Students must have completed International Political Theory (IR200).
or an equivalent course.
The course applies the theories and conceptual tools of the discipline of International Relations to the study of the Middle East region. It uses the empirical material offered by the history, politics, political economy and international politics of the region to explore these concepts and theories. More specifically, it concentrates on the areas of foreign policy analysis, international political economy, gender, the study of international norms and conflict and peace studies.

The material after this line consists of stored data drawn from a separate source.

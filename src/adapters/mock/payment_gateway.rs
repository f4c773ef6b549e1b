use crate::ports::payment_gateway::{
    CheckoutRequest, CheckoutSession, GatewayError, PaymentGateway as PaymentGatewayTrait,
    SessionStatus,
};
use async_trait::async_trait;
use std::collections::HashMap;
use std::sync::Mutex;
use uuid::Uuid;

/// PaymentGatewayのモック実装
///
/// `cs_test_*` 形式の偽セッションを発行して記録する。
/// `retrieve_session` は自分が作ったセッションだけを認識する。
pub struct PaymentGateway {
    sessions: Mutex<HashMap<String, CheckoutSession>>,
    requests: Mutex<Vec<CheckoutRequest>>,
}

impl PaymentGateway {
    pub fn new() -> Self {
        Self {
            sessions: Mutex::new(HashMap::new()),
            requests: Mutex::new(Vec::new()),
        }
    }

    /// これまでに受けたリクエスト（受信順）
    pub fn requests(&self) -> Vec<CheckoutRequest> {
        self.requests.lock().unwrap().clone()
    }

    /// セッションを忘れる（プロバイダ側の期限切れ相当）
    pub fn expire(&self, session_id: &str) {
        self.sessions.lock().unwrap().remove(session_id);
    }
}

impl Default for PaymentGateway {
    fn default() -> Self {
        Self::new()
    }
}

#[async_trait]
impl PaymentGatewayTrait for PaymentGateway {
    async fn create_checkout_session(
        &self,
        request: CheckoutRequest,
    ) -> Result<CheckoutSession, GatewayError> {
        let id = format!("cs_test_{}", Uuid::new_v4().simple());
        let session = CheckoutSession {
            url: format!("https://checkout.stripe.test/c/pay/{}", id),
            id: id.clone(),
        };

        tracing::debug!(session_id = %id, amount = %request.amount, "Mock checkout session created");
        self.requests.lock().unwrap().push(request);
        self.sessions.lock().unwrap().insert(id, session.clone());
        Ok(session)
    }

    async fn retrieve_session(&self, session_id: &str) -> Result<SessionStatus, GatewayError> {
        self.sessions
            .lock()
            .unwrap()
            .get(session_id)
            .map(|session| SessionStatus {
                id: session.id.clone(),
                status: Some("complete".to_string()),
                payment_status: Some("paid".to_string()),
            })
            .ok_or_else(|| {
                GatewayError::InvalidRequest(format!(
                    "No such checkout.session: '{}'",
                    session_id
                ))
            })
    }
}
pub mod account;
pub mod borrowing;
pub mod catalog;
pub mod notification;
pub mod payment;

use crate::ports::*;
use notification::Notifier;
use std::sync::Arc;

/// サービスの依存関係
///
/// 各ユースケース関数に明示的に渡す「作業単位」。
/// グローバルな設定やコネクションには依存しない。
#[derive(Clone)]
pub struct ServiceDependencies {
    pub books: Arc<dyn BookRepository>,
    pub borrowings: Arc<dyn BorrowingRepository>,
    pub payments: Arc<dyn PaymentRepository>,
    pub users: Arc<dyn UserRepository>,
    pub payment_gateway: Arc<dyn PaymentGateway>,
    pub notifier: Notifier,
}

/// ユースケースを呼び出す主体
#[derive(Debug, Clone, Copy, PartialEq, Eq)]
pub struct Actor {
    pub user_id: crate::domain::UserId,
    pub is_staff: bool,
}

impl Actor {
    /// 本人または職員か
    pub fn can_see(&self, owner: crate::domain::UserId) -> bool {
        self.is_staff || self.user_id == owner
    }
}
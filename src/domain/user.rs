use serde::{Deserialize, Serialize};

use super::{UserId, UserValidationError};

/// パスワードの最小文字数
pub const MIN_PASSWORD_LENGTH: usize = 5;

/// User集約 - 図書館の利用者（職員を含む）
#[derive(Debug, Clone, PartialEq, Eq, Serialize, Deserialize)]
pub struct User {
    pub id: UserId,
    pub email: String,
    #[serde(skip_serializing)]
    pub password_hash: String,
    pub first_name: String,
    pub last_name: String,
    pub is_staff: bool,
}

/// メールアドレスを正規化する（前後空白除去・小文字化）
pub fn normalize_email(email: &str) -> String {
    email.trim().to_lowercase()
}

/// 純粋関数：メールアドレスの形式チェック
pub fn validate_email(email: &str) -> Result<(), UserValidationError> {
    let (local, domain) = email
        .split_once('@')
        .ok_or(UserValidationError::InvalidEmail)?;

    if local.is_empty()
        || domain.is_empty()
        || !domain.contains('.')
        || domain.starts_with('.')
        || domain.ends_with('.')
        || email.chars().any(char::is_whitespace)
    {
        return Err(UserValidationError::InvalidEmail);
    }
    Ok(())
}

/// 純粋関数：パスワードの長さチェック
pub fn validate_password(password: &str) -> Result<(), UserValidationError> {
    if password.chars().count() < MIN_PASSWORD_LENGTH {
        return Err(UserValidationError::PasswordTooShort);
    }
    Ok(())
}
use crate::application::payment;
use crate::domain::PaymentId;
use axum::{Json, extract::State};
use std::sync::Arc;
use uuid::Uuid;

use super::AppState;
use crate::api::{
    error::ApiError,
    extractors::{AuthUser, PathParam, QueryParams},
    types::{
        MessageResponse, PaginatedResponse, PaginationQuery, PaymentResponse,
        PaymentSuccessQuery,
    },
};

const CANCEL_MESSAGE: &str =
    "Your payment can be paid later, but the session is available for only 24 hours.";

/// GET /payments - 支払い一覧（職員以外は自分の貸出の支払いのみ）
pub async fn list_payments(
    State(state): State<Arc<AppState>>,
    user: AuthUser,
    QueryParams(query): QueryParams<PaginationQuery>,
) -> Result<Json<PaginatedResponse<PaymentResponse>>, ApiError> {
    let request = query.page_request();
    let page = payment::list_payments(&state.service_deps, user.actor(), request).await?;

    Ok(Json(PaginatedResponse::new(page, request)))
}

/// GET /payments/:id - 支払い詳細
pub async fn get_payment(
    State(state): State<Arc<AppState>>,
    user: AuthUser,
    PathParam(payment_id): PathParam<Uuid>,
) -> Result<Json<PaymentResponse>, ApiError> {
    let found = payment::get_payment(
        &state.service_deps,
        user.actor(),
        PaymentId::from_uuid(payment_id),
    )
    .await?;

    Ok(Json(found.into()))
}

/// GET /payments/success?session_id= - 決済完了の戻り先
///
/// プロバイダにセッションを照会してから支払いをPAIDにする。
pub async fn payment_success(
    State(state): State<Arc<AppState>>,
    user: AuthUser,
    QueryParams(query): QueryParams<PaymentSuccessQuery>,
) -> Result<Json<MessageResponse>, ApiError> {
    let session_id = query
        .session_id
        .filter(|id| !id.trim().is_empty())
        .ok_or_else(|| ApiError::BadRequest("session_id: This field is required.".to_string()))?;

    payment::set_paid_status(&state.service_deps, &session_id).await?;

    Ok(Json(MessageResponse::new(format!(
        "Thanks for your payment, {}!",
        user.0.email
    ))))
}

/// GET /payments/cancel - 決済キャンセルの戻り先（案内のみ）
pub async fn payment_cancel(_user: AuthUser) -> Json<MessageResponse> {
    Json(MessageResponse::new(CANCEL_MESSAGE))
}
use crate::application::account;
use axum::{Json, extract::State, http::StatusCode};
use serde_json::{Value, json};
use std::sync::Arc;

use super::AppState;
use crate::api::{
    error::ApiError,
    extractors::{AuthUser, JsonBody},
    types::{
        AccessTokenResponse, TokenObtainRequest, TokenRefreshRequest, TokenVerifyRequest,
        UserRequest, UserResponse,
    },
};
use crate::auth::TokenPair;

/// POST /users - 利用者登録（認証不要）
pub async fn register(
    State(state): State<Arc<AppState>>,
    JsonBody(req): JsonBody<UserRequest>,
) -> Result<(StatusCode, Json<UserResponse>), ApiError> {
    let user = account::register(&state.service_deps, req.into_command()).await?;

    Ok((StatusCode::CREATED, Json(user.into())))
}

/// GET /users/me
pub async fn get_me(user: AuthUser) -> Json<UserResponse> {
    Json(user.0.into())
}

/// PUT /users/me
pub async fn update_me(
    State(state): State<Arc<AppState>>,
    user: AuthUser,
    JsonBody(req): JsonBody<UserRequest>,
) -> Result<Json<UserResponse>, ApiError> {
    let updated =
        account::update_profile(&state.service_deps, user.0.id, req.into_profile_update()).await?;

    Ok(Json(updated.into()))
}

/// POST /users/token
pub async fn obtain_token(
    State(state): State<Arc<AppState>>,
    JsonBody(req): JsonBody<TokenObtainRequest>,
) -> Result<Json<TokenPair>, ApiError> {
    let pair =
        account::obtain_token(&state.service_deps, &state.tokens, &req.email, &req.password)
            .await?;

    Ok(Json(pair))
}

/// POST /users/token/refresh
pub async fn refresh_token(
    State(state): State<Arc<AppState>>,
    JsonBody(req): JsonBody<TokenRefreshRequest>,
) -> Result<Json<AccessTokenResponse>, ApiError> {
    let access = account::refresh_token(&state.tokens, &req.refresh)?;

    Ok(Json(AccessTokenResponse { access }))
}

/// POST /users/token/verify
pub async fn verify_token(
    State(state): State<Arc<AppState>>,
    JsonBody(req): JsonBody<TokenVerifyRequest>,
) -> Result<Json<Value>, ApiError> {
    account::verify_token(&state.tokens, &req.token)?;

    Ok(Json(json!({})))
}
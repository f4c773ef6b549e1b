pub mod adapters;
pub mod api;
pub mod application;
pub mod auth;
pub mod config;
pub mod domain;
pub mod ports;
use async_trait::async_trait;

pub type Result<T> = std::result::Result<T, Box<dyn std::error::Error + Send + Sync>>;

/// 外部通知のポート
///
/// プレーンテキストのメッセージをチャットやログに届ける。
/// 配信はベストエフォートで、失敗は呼び出し側がログに残して先に進む。
#[async_trait]
pub trait NotificationService: Send + Sync {
    async fn send(&self, text: &str) -> Result<()>;

    /// ログのフィールドに使う短い名前
    fn provider_name(&self) -> &'static str;
}
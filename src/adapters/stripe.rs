use crate::ports::payment_gateway::{
    CheckoutRequest, CheckoutSession, GatewayError, PaymentGateway, SessionStatus,
};
use async_trait::async_trait;
use reqwest::Url;
use reqwest::header::{AUTHORIZATION, CONTENT_TYPE};
use rust_decimal::prelude::ToPrimitive;
use rust_decimal::{Decimal, RoundingStrategy};
use serde::Deserialize;
use tracing::error;

const STRIPE_API_BASE: &str = "https://api.stripe.com/v1";

/// reqwestベースのStripe Checkoutクライアント
pub struct StripeClient {
    http: reqwest::Client,
    secret_key: String,
    success_url: String,
    cancel_url: String,
    api_base: String,
}

#[derive(Debug, Deserialize)]
struct StripeErrorEnvelope {
    error: StripeErrorDetails,
}

#[derive(Debug, Deserialize)]
struct StripeErrorDetails {
    #[serde(rename = "type")]
    type_: Option<String>,
    code: Option<String>,
    message: Option<String>,
}

#[derive(Debug, Deserialize)]
struct CreatedSessionResp {
    id: String,
    url: Option<String>,
}

/// 照会結果（完了・期限切れのセッションでは url が null）
#[derive(Debug, Deserialize)]
struct RetrievedSessionResp {
    id: String,
    status: Option<String>,
    payment_status: Option<String>,
}

/// 金額を最小通貨単位（セント）に変換する
///
/// 0.5セントは0から遠い方に丸める。
pub fn to_cents(amount: Decimal) -> Result<i64, GatewayError> {
    let cents = (amount * Decimal::ONE_HUNDRED)
        .round_dp_with_strategy(0, RoundingStrategy::MidpointAwayFromZero);
    cents
        .to_i64()
        .ok_or_else(|| GatewayError::InvalidRequest(format!("Invalid amount: {}", amount)))
}

fn unavailable(err: impl std::error::Error + Send + Sync + 'static) -> GatewayError {
    GatewayError::Unavailable(Box::new(err))
}

impl StripeClient {
    pub fn new(secret_key: String, success_url: String, cancel_url: String) -> Self {
        Self {
            http: reqwest::Client::new(),
            secret_key,
            success_url,
            cancel_url,
            api_base: STRIPE_API_BASE.to_string(),
        }
    }

    /// 接続先のAPIベースURLを差し替える（ローカルのスタブなど）
    pub fn with_api_base(mut self, api_base: impl Into<String>) -> Self {
        self.api_base = api_base.into();
        self
    }

    /// `{api_base}/checkout/sessions[/{session_id}]` を組み立てる
    ///
    /// セッションIDは1つのパスセグメントとしてエンコードする。
    fn sessions_url(&self, session_id: Option<&str>) -> Result<Url, GatewayError> {
        let mut url = Url::parse(&format!("{}/checkout/sessions", self.api_base))
            .map_err(unavailable)?;

        if let Some(id) = session_id {
            // "." と ".." はURL正規化で消えてしまう
            if id.is_empty() || id == "." || id == ".." {
                return Err(GatewayError::InvalidRequest(format!(
                    "No such checkout.session: '{}'",
                    id
                )));
            }
            url.path_segments_mut()
                .map_err(|_| {
                    GatewayError::Unavailable(
                        format!("Stripe API base is not a hierarchical URL: {}", self.api_base)
                            .into(),
                    )
                })?
                .push(id);
        }
        Ok(url)
    }

    /// 2xx以外の応答を `GatewayError` に変換する
    ///
    /// 4xxはStripeのメッセージを持つ `InvalidRequest`、それ以外は `Unavailable`。
    async fn ensure_success(
        resp: reqwest::Response,
        context: &str,
    ) -> Result<reqwest::Response, GatewayError> {
        if resp.status().is_success() {
            return Ok(resp);
        }

        let status = resp.status();
        let request_id = resp
            .headers()
            .get("request-id")
            .and_then(|value| value.to_str().ok())
            .map(|value| value.to_string());

        let body = match resp.text().await {
            Ok(text) if !text.is_empty() => text,
            Ok(_) => "<empty response body>".to_string(),
            Err(err) => format!("<failed to read response body: {err}>"),
        };

        let details = serde_json::from_str::<StripeErrorEnvelope>(&body)
            .ok()
            .map(|envelope| envelope.error);

        error!(
            status = %status,
            stripe_request_id = ?request_id,
            stripe_error_type = ?details.as_ref().and_then(|d| d.type_.as_deref()),
            stripe_error_code = ?details.as_ref().and_then(|d| d.code.as_deref()),
            response_body = %body,
            context = %context,
            "stripe api request failed"
        );

        if status.is_client_error() {
            let message = details
                .and_then(|d| d.message)
                .unwrap_or_else(|| format!("Stripe rejected the request ({})", status));
            return Err(GatewayError::InvalidRequest(message));
        }

        Err(GatewayError::Unavailable(
            format!("Stripe API request failed: {} (status {})", context, status).into(),
        ))
    }
}

#[async_trait]
impl PaymentGateway for StripeClient {
    async fn create_checkout_session(
        &self,
        request: CheckoutRequest,
    ) -> Result<CheckoutSession, GatewayError> {
        // https://stripe.com/docs/api/checkout/sessions/create
        let body: Vec<(&str, String)> = vec![
            ("mode", "payment".to_string()),
            ("payment_method_types[0]", "card".to_string()),
            ("line_items[0][price_data][currency]", "usd".to_string()),
            (
                "line_items[0][price_data][product_data][name]",
                request.product_name.clone(),
            ),
            (
                "line_items[0][price_data][unit_amount]",
                to_cents(request.amount)?.to_string(),
            ),
            ("line_items[0][quantity]", "1".to_string()),
            ("success_url", self.success_url.clone()),
            ("cancel_url", self.cancel_url.clone()),
        ];

        let resp = self
            .http
            .post(self.sessions_url(None)?)
            .header(AUTHORIZATION, format!("Bearer {}", self.secret_key))
            .header(CONTENT_TYPE, "application/x-www-form-urlencoded")
            .form(&body)
            .send()
            .await
            .map_err(unavailable)?;
        let resp = Self::ensure_success(resp, "create checkout session").await?;

        let parsed: CreatedSessionResp = resp.json().await.map_err(unavailable)?;
        // 作成直後のセッションは必ず url を持つ
        let url = parsed.url.ok_or_else(|| {
            GatewayError::Unavailable("Stripe Checkout session URL is missing".into())
        })?;

        Ok(CheckoutSession { id: parsed.id, url })
    }

    async fn retrieve_session(&self, session_id: &str) -> Result<SessionStatus, GatewayError> {
        // https://stripe.com/docs/api/checkout/sessions/retrieve
        let resp = self
            .http
            .get(self.sessions_url(Some(session_id))?)
            .header(AUTHORIZATION, format!("Bearer {}", self.secret_key))
            .send()
            .await
            .map_err(unavailable)?;
        let resp = Self::ensure_success(resp, "retrieve checkout session").await?;

        let parsed: RetrievedSessionResp = resp.json().await.map_err(unavailable)?;
        Ok(SessionStatus {
            id: parsed.id,
            status: parsed.status,
            payment_status: parsed.payment_status,
        })
    }
}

It explores the applicability of various International Relations theories (for example, realism and neo-realism; neo-liberalism; constructivism; English School; neo-Marxism and structuralism; and post-colonialism) to the study of the region.
10 hours of lectures and 15 hours of classes in the MT. 10 hours of lectures and 15 hours of classes in the LT.
Three essays of 1,500 words each.
- Raymond Hinnebusch and Anoushiravan Ehteshami (eds.), The Foreign Policies of Middle Eastern States (Lynne Rienner, 2014);
- Raymond Hinnebusch, The International Politics of the Middle East (Manchester University Press, 2003);
- Fred Halliday, The Middle East in International Relations: Power, Politics, and Ideology (CUP, 2005);
- Shibley Telhami and Michael Barnett, Identity and Foreign Policy in the Middle East (Cornell University Press, 2002);
- Michael Barnett, Dialogues in Arab Politics (Columbia University Press,1998);
- Baghat Korany and Ali Dessouki, The Foreign Policies of Arab States (The American University of Cairo Press, 2008).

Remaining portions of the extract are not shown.